### INSTRUCTIONS TO FOLLOW
Gather the lines below that include the string "once", copying each in full.

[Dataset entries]
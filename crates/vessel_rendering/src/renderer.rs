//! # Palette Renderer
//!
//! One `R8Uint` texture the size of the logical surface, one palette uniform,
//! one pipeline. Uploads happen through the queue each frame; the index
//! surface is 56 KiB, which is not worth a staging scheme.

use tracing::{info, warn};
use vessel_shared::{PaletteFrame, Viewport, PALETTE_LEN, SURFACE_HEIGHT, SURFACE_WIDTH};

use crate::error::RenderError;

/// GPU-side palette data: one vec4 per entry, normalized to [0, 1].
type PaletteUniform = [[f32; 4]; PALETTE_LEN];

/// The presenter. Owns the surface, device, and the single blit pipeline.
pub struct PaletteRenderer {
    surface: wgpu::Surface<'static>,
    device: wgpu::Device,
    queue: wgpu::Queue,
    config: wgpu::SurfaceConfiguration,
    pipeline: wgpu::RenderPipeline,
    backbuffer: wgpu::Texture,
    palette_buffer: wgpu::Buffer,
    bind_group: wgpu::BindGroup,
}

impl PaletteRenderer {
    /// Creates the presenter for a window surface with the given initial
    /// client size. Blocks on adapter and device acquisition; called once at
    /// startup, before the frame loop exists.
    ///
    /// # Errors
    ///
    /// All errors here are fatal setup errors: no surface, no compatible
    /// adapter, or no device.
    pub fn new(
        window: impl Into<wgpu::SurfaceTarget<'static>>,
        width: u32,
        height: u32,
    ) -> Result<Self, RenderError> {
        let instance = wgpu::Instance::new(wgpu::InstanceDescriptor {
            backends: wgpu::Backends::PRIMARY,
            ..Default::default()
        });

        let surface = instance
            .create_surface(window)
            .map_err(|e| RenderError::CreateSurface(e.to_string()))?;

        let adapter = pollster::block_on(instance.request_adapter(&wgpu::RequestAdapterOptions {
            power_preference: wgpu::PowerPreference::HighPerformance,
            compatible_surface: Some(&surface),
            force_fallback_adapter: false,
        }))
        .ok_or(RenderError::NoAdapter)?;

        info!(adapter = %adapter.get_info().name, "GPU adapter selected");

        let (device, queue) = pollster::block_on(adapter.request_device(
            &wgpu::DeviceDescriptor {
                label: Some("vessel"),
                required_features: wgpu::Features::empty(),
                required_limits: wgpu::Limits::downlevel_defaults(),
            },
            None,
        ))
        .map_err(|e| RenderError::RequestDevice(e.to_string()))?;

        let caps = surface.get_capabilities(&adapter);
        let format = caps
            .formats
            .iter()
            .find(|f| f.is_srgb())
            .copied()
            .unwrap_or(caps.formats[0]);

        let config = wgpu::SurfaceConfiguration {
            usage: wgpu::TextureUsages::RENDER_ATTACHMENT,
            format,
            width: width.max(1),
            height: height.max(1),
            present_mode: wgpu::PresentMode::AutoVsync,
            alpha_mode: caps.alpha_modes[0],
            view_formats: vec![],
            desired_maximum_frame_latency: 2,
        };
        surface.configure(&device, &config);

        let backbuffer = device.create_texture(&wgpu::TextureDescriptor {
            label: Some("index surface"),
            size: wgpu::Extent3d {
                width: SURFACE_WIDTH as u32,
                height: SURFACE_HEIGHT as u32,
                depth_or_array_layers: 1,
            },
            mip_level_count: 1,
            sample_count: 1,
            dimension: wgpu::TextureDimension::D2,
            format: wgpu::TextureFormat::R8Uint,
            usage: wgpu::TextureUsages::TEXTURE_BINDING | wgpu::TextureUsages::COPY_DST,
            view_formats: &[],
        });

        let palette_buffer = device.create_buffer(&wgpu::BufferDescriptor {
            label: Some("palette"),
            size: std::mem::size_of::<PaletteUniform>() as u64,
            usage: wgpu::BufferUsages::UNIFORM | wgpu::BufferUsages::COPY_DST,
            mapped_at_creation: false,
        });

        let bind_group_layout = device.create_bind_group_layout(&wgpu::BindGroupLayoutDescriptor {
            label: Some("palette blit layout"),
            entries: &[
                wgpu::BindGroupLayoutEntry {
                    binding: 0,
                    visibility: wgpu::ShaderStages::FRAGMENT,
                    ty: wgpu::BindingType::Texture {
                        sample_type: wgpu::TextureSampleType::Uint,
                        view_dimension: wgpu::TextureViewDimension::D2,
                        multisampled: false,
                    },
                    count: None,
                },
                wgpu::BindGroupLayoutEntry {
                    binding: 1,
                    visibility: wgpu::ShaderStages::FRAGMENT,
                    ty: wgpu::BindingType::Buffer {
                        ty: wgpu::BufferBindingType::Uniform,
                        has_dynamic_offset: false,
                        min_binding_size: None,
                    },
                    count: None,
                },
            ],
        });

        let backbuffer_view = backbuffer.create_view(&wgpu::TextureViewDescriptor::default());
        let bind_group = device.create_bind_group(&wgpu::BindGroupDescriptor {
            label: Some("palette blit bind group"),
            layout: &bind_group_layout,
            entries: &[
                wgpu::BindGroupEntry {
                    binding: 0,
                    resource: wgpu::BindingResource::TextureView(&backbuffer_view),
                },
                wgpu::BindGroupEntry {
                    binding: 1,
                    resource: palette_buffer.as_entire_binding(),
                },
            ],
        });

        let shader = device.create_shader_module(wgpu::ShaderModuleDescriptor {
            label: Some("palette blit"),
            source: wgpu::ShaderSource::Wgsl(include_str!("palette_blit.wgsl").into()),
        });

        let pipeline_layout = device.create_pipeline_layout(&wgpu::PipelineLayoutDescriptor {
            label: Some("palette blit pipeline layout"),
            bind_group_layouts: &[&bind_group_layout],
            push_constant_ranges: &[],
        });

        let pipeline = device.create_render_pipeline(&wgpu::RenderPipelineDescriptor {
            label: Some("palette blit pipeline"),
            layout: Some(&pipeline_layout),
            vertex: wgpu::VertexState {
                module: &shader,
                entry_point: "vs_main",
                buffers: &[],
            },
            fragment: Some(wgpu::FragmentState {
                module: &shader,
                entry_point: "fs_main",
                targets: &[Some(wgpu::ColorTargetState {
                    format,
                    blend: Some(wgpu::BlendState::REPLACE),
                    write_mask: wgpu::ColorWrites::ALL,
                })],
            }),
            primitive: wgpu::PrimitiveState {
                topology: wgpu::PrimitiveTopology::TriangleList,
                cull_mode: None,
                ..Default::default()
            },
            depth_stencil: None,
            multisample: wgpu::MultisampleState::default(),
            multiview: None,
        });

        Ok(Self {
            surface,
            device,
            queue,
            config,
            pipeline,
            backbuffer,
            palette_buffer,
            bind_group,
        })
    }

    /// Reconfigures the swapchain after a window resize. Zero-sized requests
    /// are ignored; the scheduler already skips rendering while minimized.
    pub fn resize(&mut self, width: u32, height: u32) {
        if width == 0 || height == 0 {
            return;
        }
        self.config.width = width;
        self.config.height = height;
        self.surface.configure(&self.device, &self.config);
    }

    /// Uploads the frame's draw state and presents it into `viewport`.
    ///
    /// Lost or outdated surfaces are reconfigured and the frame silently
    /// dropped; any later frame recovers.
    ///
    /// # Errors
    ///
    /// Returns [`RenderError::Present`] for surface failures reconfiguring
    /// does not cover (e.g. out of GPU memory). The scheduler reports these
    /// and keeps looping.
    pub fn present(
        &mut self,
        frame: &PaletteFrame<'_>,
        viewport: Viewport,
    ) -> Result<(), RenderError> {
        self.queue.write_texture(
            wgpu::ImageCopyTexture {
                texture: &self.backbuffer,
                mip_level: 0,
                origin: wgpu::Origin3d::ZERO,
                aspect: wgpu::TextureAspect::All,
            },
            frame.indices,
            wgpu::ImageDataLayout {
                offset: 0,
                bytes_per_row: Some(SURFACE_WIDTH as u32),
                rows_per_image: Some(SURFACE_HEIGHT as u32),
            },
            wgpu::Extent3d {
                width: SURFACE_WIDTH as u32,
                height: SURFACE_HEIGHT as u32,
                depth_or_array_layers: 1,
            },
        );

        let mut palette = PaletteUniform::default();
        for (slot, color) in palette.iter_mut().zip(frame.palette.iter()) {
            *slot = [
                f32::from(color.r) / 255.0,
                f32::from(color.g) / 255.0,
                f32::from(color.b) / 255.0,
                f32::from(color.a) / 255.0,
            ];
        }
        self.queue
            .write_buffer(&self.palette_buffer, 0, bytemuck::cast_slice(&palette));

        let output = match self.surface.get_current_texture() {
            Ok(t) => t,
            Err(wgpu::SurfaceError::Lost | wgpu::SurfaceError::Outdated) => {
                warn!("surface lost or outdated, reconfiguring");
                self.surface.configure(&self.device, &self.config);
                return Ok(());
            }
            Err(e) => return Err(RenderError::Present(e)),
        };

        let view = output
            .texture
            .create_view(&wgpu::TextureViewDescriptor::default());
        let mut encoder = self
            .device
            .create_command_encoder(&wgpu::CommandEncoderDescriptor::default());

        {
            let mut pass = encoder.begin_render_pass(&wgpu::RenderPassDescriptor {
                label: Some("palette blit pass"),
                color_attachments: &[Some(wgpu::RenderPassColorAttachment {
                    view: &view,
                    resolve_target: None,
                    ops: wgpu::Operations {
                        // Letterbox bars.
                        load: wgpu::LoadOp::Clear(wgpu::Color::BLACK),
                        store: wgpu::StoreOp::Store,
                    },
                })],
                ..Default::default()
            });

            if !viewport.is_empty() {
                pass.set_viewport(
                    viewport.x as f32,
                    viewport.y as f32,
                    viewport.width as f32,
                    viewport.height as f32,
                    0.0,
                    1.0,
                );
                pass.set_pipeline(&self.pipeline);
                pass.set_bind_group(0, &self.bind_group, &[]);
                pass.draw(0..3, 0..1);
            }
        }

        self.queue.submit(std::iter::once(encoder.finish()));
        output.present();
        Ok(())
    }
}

### SOLUTION TO THE EXERCISE
    /// client size. Blocks on adapter and device acquisition; called once at
        self.queue.submit(std::iter::once(encoder.finish()));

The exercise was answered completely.